23 June 1961

Bob White exits the cockpit of an X-15 on Rogers Dry Lake. (NASA)

23 June 1961: Major Robert Michael White, United States Air Force, became the first pilot to exceed Mach 5 in an aircraft. This was the 38th flight of the X-15 Program. Flights during this phase incrementally increased the speed and altitude of the X-15 up to its design limits of Mach 6 and 250,000 feet (76,200 meters).

The second North American Aviation X-15A, 56-6671, was air-dropped from the NB-52A Stratofortress mothership, 52-003, over Mud Lake, Nevada at 2:00:05.0 p.m., Pacific Daylight Time (21:00 UTC). White fired the Reaction Motors XLR99-RM-1 engine for 78.7 seconds, reaching Mach 5.27 (3,603 miles per hour, 5,799 kilometers per hour) and climbed to 107,700 feet (32,827 meters). 10 minutes, 5.7 seconds after being dropped from the B-52, White touched down on Rogers Dry Lake at Edwards Air Force Base.

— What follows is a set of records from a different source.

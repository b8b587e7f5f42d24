//! Warehouse floor model and route planning.
//!
//! A [`Warehouse`] is a bounded grid with two kinds of blocked cells,
//! walls and shelving, plus per-cell traversal costs. It implements the
//! [`whroute_paths`] pather traits, so [`find_path`] can run A* over it
//! directly. Floors can be built imperatively or from a declarative
//! [`Layout`], and dumped as text with [`render`].
//!
//! ```
//! use whroute_layout::{Point, Warehouse, find_path};
//!
//! let mut wh = Warehouse::new(5, 5).unwrap();
//! wh.add_wall(Point::new(2, 0), 1, 4).unwrap();
//! let route = find_path(&wh, Point::new(0, 0), Point::new(4, 0)).unwrap().unwrap();
//! assert_eq!(route.cost, 12);
//! ```

mod error;
mod layout;
mod render;
mod route;
mod warehouse;

pub use error::LayoutError;
pub use layout::{Layout, ShelfSpec, WallSpec, WeightSpec};
pub use render::{FloorPlan, Overlay, render};
pub use route::{Route, cost_map, find_path, find_path_with};
pub use warehouse::Warehouse;

pub use whroute_core::{Point, Range};
pub use whroute_paths::{PathNode, PathRange, SearchError};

Bob White was the first pilot to exceed Mach 4, Mach 5 and Mach 6. He also flew an X-15 to an altitude of 314,750 feet (95,936 meters), qualifying for U.S. Air Force astronaut wings.

After leaving the X-15 program, Major White flew 70 combat missions in the Republic F-105D Thunderchief fighter bomber during the Vietnam War. He lead the attack against the heavily-defended Paul Doumer Bridge in Hanoi, 11 August 1967, for which he was awarded the Air Force Cross.

Major General White retired from the U.S. Air Force in 1981. He died 10 March 2010.

56-6671 is in the collection of the National Museum of the United States Air Force. The mothership, 52-003, is on display at the Pima Air and Space Museum, Tucson, Arizona.